You can take a look at apacheweek (http://www.apacheweek.com) which has many articles about apache configuration and security.
Regards.

There will be always something to do... for example syn flood protection, usage of snort - especialy for http modules and finally a robots.txt file in the root to protect yourself from the web crawlers... By the way you should try a server stress tool depending on the users you expect by day...

robots.txt ?
Could you tell us more about that?

Well if u check your web stats or logs u will see that a file called robots.txt seems to appear all the time. This is actually the search engines looking in your root domain for some particular file (http://www.mydomain.com/robots.txt). The file tells the web crawlers which pages they may spider (as download or leeching).

One based by examples guide could be : http://www.searchengineworld.com/robots/ its not hard to set it up for each domain because u just put it where u want - in the root folder - after you configure it in your favourite way...

Well, robotots.txt tell which page should be stored by the searching machine?

You're right about robots.txt, but there are spiders that don't respect the exclusions you list in that file, so they also index the pages you want to hide.

Bathory : u r right but those kind of spiders are not too many... so here comes the advantage of iptables filtering on INPUT

Dominant : yes, instead of being harvested on all your website pages and pictures and other stuff u have, u decide on what u want to be allowed for a search website to show from you. For example lets presume u have a page with 3 frames : main / menu / banner - what will be the sense in showing the menu frame link on ANY search engine? And this is not the only example... why letting an archive made by you directly available if the user doesn't visit your page?

There are also many robots.txt tricks available try to understand them - you can find them on google ...

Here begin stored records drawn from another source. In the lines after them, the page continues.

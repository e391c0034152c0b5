// author: kodeholic (powered by Claude)

pub mod admin;
pub mod coap;
pub mod config;
pub mod dtls_provider;
pub mod error;
pub mod queue_transport;
pub mod record_parser;
pub mod session;
pub mod session_store;
pub mod stats;
pub mod transport;
pub mod utils;

use std::sync::Arc;

use tokio::net::TcpListener;
use tracing::{error, info};

use crate::coap::RequestHandler;
use crate::config::Config;
use crate::dtls_provider::DtlsServerProtocol;
use crate::transport::Transport;

/// CLI에서 주입되는 런타임 설정.
pub struct ServerArgs {
    pub config: Config,
    /// admin HTTP 표면이 들을 주소 — `None`이면 admin 표면을 띄우지 않는다.
    pub admin_addr: Option<std::net::SocketAddr>,
}

/// DTLS provider와 CoAP 핸들러를 주입받아 Transport를 띄우고, 설정돼 있으면
/// admin HTTP 표면도 같이 띄운다. 프로세스가 살아있는 한 반환하지 않는다.
pub async fn run_gateway<P, H>(args: ServerArgs, protocol: P, handler: H) -> crate::error::GatewayResult<()>
where
    P: DtlsServerProtocol,
    H: RequestHandler,
{
    let bind_addr = args.config.bind_addr;
    let transport = Transport::bind(args.config, protocol, handler).await?;
    info!(addr = %bind_addr, "dtls-coap-gateway transport up");

    if let Some(admin_addr) = args.admin_addr {
        let admin_state = admin::AdminState::new(Arc::clone(&transport));
        let app = admin::router(admin_state);
        match TcpListener::bind(admin_addr).await {
            Ok(listener) => {
                info!(addr = %admin_addr, "admin http surface up");
                tokio::spawn(async move {
                    if let Err(e) = axum::serve(listener, app).await {
                        error!(error = %e, "admin http surface exited");
                    }
                });
            }
            Err(e) => {
                error!(error = %e, addr = %admin_addr, "failed to bind admin http surface");
            }
        }
    }

    // transport가 백그라운드 태스크로 동작하므로, 프로세스가 살아있는 동안은
    // 여기서 그냥 대기한다.
    std::future::pending::<()>().await;
    Ok(())
}
// author: kodeholic (powered by Gemini)

use std::time::{SystemTime, UNIX_EPOCH};

/// 현재 시간을 밀리초 단위의 Unix Timestamp로 반환합니다.
/// 에러 발생 시 시스템 패닉 대신 0(기본값)을 반환하여 장애를 방어합니다.
pub fn current_timestamp() -> u64 {
    SystemTime::now()
        .duration_since(UNIX_EPOCH)
        .unwrap_or_default()
        .as_millis() as u64
}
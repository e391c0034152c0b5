// author: kodeholic (powered by Claude)
// 실제 UDP 소켓을 바인딩해 Transport 전체 경로(수립 → echo 애플리케이션 데이터 →
// idle timeout에 의한 reap)를 목 provider로 검증한다 (spec §8 시나리오 f).

use std::net::{IpAddr, Ipv4Addr, SocketAddr};
use std::sync::Arc;
use std::time::Duration;

use dtls_coap_gateway::coap::EchoHandler;
use dtls_coap_gateway::config::Config;
use dtls_coap_gateway::dtls_provider::testing::{MockDtlsServerProtocol, HELLO_MARKER};
use dtls_coap_gateway::transport::Transport;
use tokio::net::UdpSocket;

fn localhost(port: u16) -> SocketAddr {
    SocketAddr::new(IpAddr::V4(Ipv4Addr::LOCALHOST), port)
}

async fn bind_test_client() -> UdpSocket {
    let client = UdpSocket::bind(localhost(0)).await.unwrap();
    client
}

#[tokio::test]
async fn client_hello_establishes_session_and_echoes_application_data() {
    let port = portpicker::pick_unused_port().expect("no free port");
    let mut config = Config::default();
    config.bind_addr = localhost(port);
    config.session_timeout = Duration::from_secs(60);
    config.session_timeout_with_cid = Duration::from_secs(60);

    let protocol = MockDtlsServerProtocol::new().with_connection_id(4);
    let transport = Transport::bind(config, protocol, EchoHandler)
        .await
        .expect("bind should succeed");

    let client = bind_test_client().await;
    client.connect(localhost(port)).await.unwrap();

    // ClientHello-shaped marker recognized by MockDtlsServerProtocol and
    // also classified as a ClientHello by the real record parser.
    client.send(HELLO_MARKER).await.unwrap();

    let mut buf = [0u8; 128];
    let n = tokio::time::timeout(Duration::from_secs(1), client.recv(&mut buf))
        .await
        .expect("welcome should arrive")
        .unwrap();
    assert!(buf[..n].starts_with(b"MOCKWELCOME"));

    let stats = transport.stats();
    assert_eq!(stats.sessions.len(), 1);
    assert!(stats.sessions[0].has_connection_id);
    assert_eq!(stats.counters.handshakes_by_result["success"], 1);

    client.send(b"ping").await.unwrap();
    let n = tokio::time::timeout(Duration::from_secs(1), client.recv(&mut buf))
        .await
        .expect("echo should arrive")
        .unwrap();
    assert_eq!(&buf[..n], b"ping");

    let sent_after_echo = transport.stats().counters.packets_sent;
    assert!(sent_after_echo >= 2);
}

#[tokio::test]
async fn idle_session_is_reaped_and_endpoint_rehandshakes_afterwards() {
    let port = portpicker::pick_unused_port().expect("no free port");
    let mut config = Config::default();
    config.bind_addr = localhost(port);
    config.session_timeout_with_cid = Duration::from_millis(50);
    config.reaper_interval = Duration::from_millis(20);

    let protocol = MockDtlsServerProtocol::new().with_connection_id(4);
    let transport = Transport::bind(config, protocol, EchoHandler)
        .await
        .expect("bind should succeed");

    let client = bind_test_client().await;
    client.connect(localhost(port)).await.unwrap();

    client.send(HELLO_MARKER).await.unwrap();
    let mut buf = [0u8; 128];
    tokio::time::timeout(Duration::from_secs(1), client.recv(&mut buf))
        .await
        .expect("welcome should arrive")
        .unwrap();

    assert_eq!(transport.stats().sessions.len(), 1);

    // Let the session sit idle past `session_timeout_with_cid` and give the
    // reaper a couple of its (shortened) ticks to sweep it.
    tokio::time::sleep(Duration::from_millis(200)).await;
    assert_eq!(
        transport.stats().sessions.len(),
        0,
        "idle session should have been reaped"
    );

    // Traffic from the same endpoint now starts a brand new handshake rather
    // than being misrouted to the (now-gone) prior session.
    client.send(HELLO_MARKER).await.unwrap();
    let n = tokio::time::timeout(Duration::from_secs(1), client.recv(&mut buf))
        .await
        .expect("second welcome should arrive")
        .unwrap();
    assert!(buf[..n].starts_with(b"MOCKWELCOME"));

    let stats = transport.stats();
    assert_eq!(stats.sessions.len(), 1);
    assert_eq!(stats.counters.handshakes_by_result["success"], 2);
}

#[tokio::test]
async fn second_handshake_with_mismatched_cid_length_is_rejected() {
    // spec §8 testable property 5: once a Transport has latched a CID length
    // from its first negotiated session, any later handshake that negotiates
    // a different length must be rejected rather than silently accepted with
    // a second, incompatible length in play.
    let port = portpicker::pick_unused_port().expect("no free port");
    let mut config = Config::default();
    config.bind_addr = localhost(port);
    config.session_timeout = Duration::from_secs(60);
    config.session_timeout_with_cid = Duration::from_secs(60);

    let protocol = MockDtlsServerProtocol::new().with_connection_id_sequence(vec![4, 6]);
    let transport = Transport::bind(config, protocol, EchoHandler)
        .await
        .expect("bind should succeed");

    let first_client = bind_test_client().await;
    first_client.connect(localhost(port)).await.unwrap();
    first_client.send(HELLO_MARKER).await.unwrap();

    let mut buf = [0u8; 128];
    let n = tokio::time::timeout(Duration::from_secs(1), first_client.recv(&mut buf))
        .await
        .expect("first welcome should arrive")
        .unwrap();
    assert!(buf[..n].starts_with(b"MOCKWELCOME"));

    let stats = transport.stats();
    assert_eq!(stats.sessions.len(), 1);
    assert_eq!(stats.counters.handshakes_by_result["success"], 1);

    // A second, distinct endpoint drives a second handshake through the same
    // Transport; the mock provider negotiates a 6-byte CID this time, which
    // conflicts with the 4-byte length already latched.
    let second_client = bind_test_client().await;
    second_client.connect(localhost(port)).await.unwrap();
    second_client.send(HELLO_MARKER).await.unwrap();

    // The provider still sends its MOCKWELCOME (it has no notion of the
    // Transport's CID latch), but the session is torn down right after, so
    // no further reply — e.g. an echo — ever reaches this client.
    tokio::time::timeout(Duration::from_secs(1), second_client.recv(&mut buf))
        .await
        .expect("provider's welcome should still arrive before rejection")
        .unwrap();
    second_client.send(b"ping").await.unwrap();
    let echo_result =
        tokio::time::timeout(Duration::from_millis(200), second_client.recv(&mut buf)).await;
    assert!(
        echo_result.is_err(),
        "rejected session must not echo application data"
    );

    let stats = transport.stats();
    assert_eq!(
        stats.sessions.len(),
        1,
        "mismatched-CID session must not be admitted as established"
    );
    assert_eq!(stats.counters.handshakes_by_result["success"], 1);
    assert_eq!(stats.counters.handshakes_by_result["error"], 1);
}

#[tokio::test]
async fn unknown_endpoint_without_client_hello_is_dropped_silently() {
    let port = portpicker::pick_unused_port().expect("no free port");
    let mut config = Config::default();
    config.bind_addr = localhost(port);

    let protocol = MockDtlsServerProtocol::new();
    let transport = Transport::bind(config, protocol, EchoHandler)
        .await
        .expect("bind should succeed");

    let client = bind_test_client().await;
    client.connect(localhost(port)).await.unwrap();
    client.send(b"not-a-handshake").await.unwrap();

    tokio::time::sleep(Duration::from_millis(100)).await;

    let stats = transport.stats();
    assert_eq!(stats.sessions.len(), 0);
    assert_eq!(stats.counters.packets_received_by_type["invalid"], 1);
}
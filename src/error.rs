// author: kodeholic (powered by Claude)

use std::fmt;

/// 시스템 전체 에러 타입
#[derive(Debug)]
pub enum GatewayError {
    Io(std::io::Error),
    Provider(crate::dtls_provider::ProviderError),
    Store(crate::session_store::StoreError),
}

impl fmt::Display for GatewayError {
    fn fmt(&self, f: &mut fmt::Formatter<'_>) -> fmt::Result {
        match self {
            GatewayError::Io(e) => write!(f, "I/O error: {}", e),
            GatewayError::Provider(e) => write!(f, "DTLS provider error: {}", e),
            GatewayError::Store(e) => write!(f, "session store error: {}", e),
        }
    }
}

impl std::error::Error for GatewayError {}

impl From<std::io::Error> for GatewayError {
    fn from(e: std::io::Error) -> Self {
        GatewayError::Io(e)
    }
}

impl From<crate::dtls_provider::ProviderError> for GatewayError {
    fn from(e: crate::dtls_provider::ProviderError) -> Self {
        GatewayError::Provider(e)
    }
}

impl From<crate::session_store::StoreError> for GatewayError {
    fn from(e: crate::session_store::StoreError) -> Self {
        GatewayError::Store(e)
    }
}

pub type GatewayResult<T> = Result<T, GatewayError>;

/// 핸드셰이크 결과 분류 — 통계 카운터의 키로 쓰인다 (spec §6, §7).
#[derive(Debug, Clone, Copy, PartialEq, Eq)]
pub enum HandshakeOutcome {
    Success,
    TlsTimeout,
    TlsError,
    OtherError,
}

/// 핸드셰이크/런타임 중 세션 하나가 죽는 이유. 통계에는 반영되지만
/// 다른 세션에는 영향을 주지 않는다 (spec §7 "user-visible behavior").
#[derive(Debug)]
pub enum SessionFault {
    Handshake(HandshakeOutcome, crate::dtls_provider::ProviderError),
    PeerClosed,
    FatalAlert(String),
    Cancelled,
}

impl fmt::Display for SessionFault {
    fn fmt(&self, f: &mut fmt::Formatter<'_>) -> fmt::Result {
        match self {
            SessionFault::Handshake(outcome, err) => {
                write!(f, "handshake failed ({:?}): {}", outcome, err)
            }
            SessionFault::PeerClosed => write!(f, "peer closed the association"),
            SessionFault::FatalAlert(msg) => write!(f, "fatal DTLS alert: {}", msg),
            SessionFault::Cancelled => write!(f, "cancelled"),
        }
    }
}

OH i was forgetting something!
Try to extend your meta's content in the ALLOWED pages/folders to cover your area of presentation - because restricting some pages will indeed lower the results for your website...
To be more specific lets assume that a page(p1) has as content : the "a, b, c, d" terms and one other(p2) "e, f, g". When a search will be made if {p2} is restricted to crawling, then only results "a,b,c,d" will be shown on search engine! So try to bring them all in the accepted page(s) - in this case {p1}.

You may also wanto to have a look at this site: http://www.robotstxt.org/wc/robots.html which has loads of info on robots.